- _Your task_:
Only one stretch of the listing below is wanted. Give it again exactly, from the line with "pub use memory::MemoryStore;" through the line with "pub fn age(&self, now: DateTime<Utc>)".

- _Task material_:
########

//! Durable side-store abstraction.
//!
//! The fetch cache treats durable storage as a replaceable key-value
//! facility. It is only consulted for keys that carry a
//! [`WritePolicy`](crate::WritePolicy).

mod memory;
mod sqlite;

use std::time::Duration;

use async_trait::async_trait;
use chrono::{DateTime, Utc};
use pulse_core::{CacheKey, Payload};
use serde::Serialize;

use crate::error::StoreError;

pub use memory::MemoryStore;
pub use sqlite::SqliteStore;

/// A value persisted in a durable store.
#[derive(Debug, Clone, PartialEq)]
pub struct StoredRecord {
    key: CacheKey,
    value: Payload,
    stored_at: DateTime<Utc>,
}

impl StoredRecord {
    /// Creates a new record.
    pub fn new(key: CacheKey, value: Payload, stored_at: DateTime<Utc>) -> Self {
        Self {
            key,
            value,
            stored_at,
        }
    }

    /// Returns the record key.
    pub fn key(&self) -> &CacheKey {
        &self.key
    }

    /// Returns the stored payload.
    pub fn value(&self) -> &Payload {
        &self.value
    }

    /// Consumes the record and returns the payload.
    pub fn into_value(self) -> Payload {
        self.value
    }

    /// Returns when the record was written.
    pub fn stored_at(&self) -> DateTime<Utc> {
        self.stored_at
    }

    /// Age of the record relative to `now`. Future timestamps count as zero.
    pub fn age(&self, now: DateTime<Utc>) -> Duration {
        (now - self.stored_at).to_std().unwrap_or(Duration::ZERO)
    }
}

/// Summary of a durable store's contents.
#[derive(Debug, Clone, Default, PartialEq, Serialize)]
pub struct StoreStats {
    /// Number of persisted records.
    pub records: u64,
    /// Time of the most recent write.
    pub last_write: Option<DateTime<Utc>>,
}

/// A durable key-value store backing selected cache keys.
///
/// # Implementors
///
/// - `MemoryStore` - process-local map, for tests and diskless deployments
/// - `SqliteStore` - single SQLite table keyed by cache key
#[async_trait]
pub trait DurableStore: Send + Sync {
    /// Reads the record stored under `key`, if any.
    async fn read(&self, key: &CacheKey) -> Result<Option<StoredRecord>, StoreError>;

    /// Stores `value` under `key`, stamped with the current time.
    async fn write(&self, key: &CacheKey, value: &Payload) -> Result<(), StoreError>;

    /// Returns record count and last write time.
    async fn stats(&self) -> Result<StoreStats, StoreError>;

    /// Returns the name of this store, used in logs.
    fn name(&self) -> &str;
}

########

- _Answer space_:
pub use memory::MemoryStore;
pub use sqlite::SqliteStore;

/// A value persisted in a durable store.
#[derive(Debug, Clone, PartialEq)]
pub struct StoredRecord {
    key: CacheKey,
    value: Payload,
    stored_at: DateTime<Utc>,
}

impl StoredRecord {
    /// Creates a new record.
    pub fn new(key: CacheKey, value: Payload, stored_at: DateTime<Utc>) -> Self {
        Self {
            key,
            value,
            stored_at,
        }
    }

    /// Returns the record key.
    pub fn key(&self) -> &CacheKey {
        &self.key
    }

    /// Returns the stored payload.
    pub fn value(&self) -> &Payload {
        &self.value
    }

    /// Consumes the record and returns the payload.
    pub fn into_value(self) -> Payload {
        self.value
    }

    /// Returns when the record was written.
    pub fn stored_at(&self) -> DateTime<Utc> {
        self.stored_at
    }

    /// Age of the record relative to `now`. Future timestamps count as zero.
    pub fn age(&self, now: DateTime<Utc>) -> Duration {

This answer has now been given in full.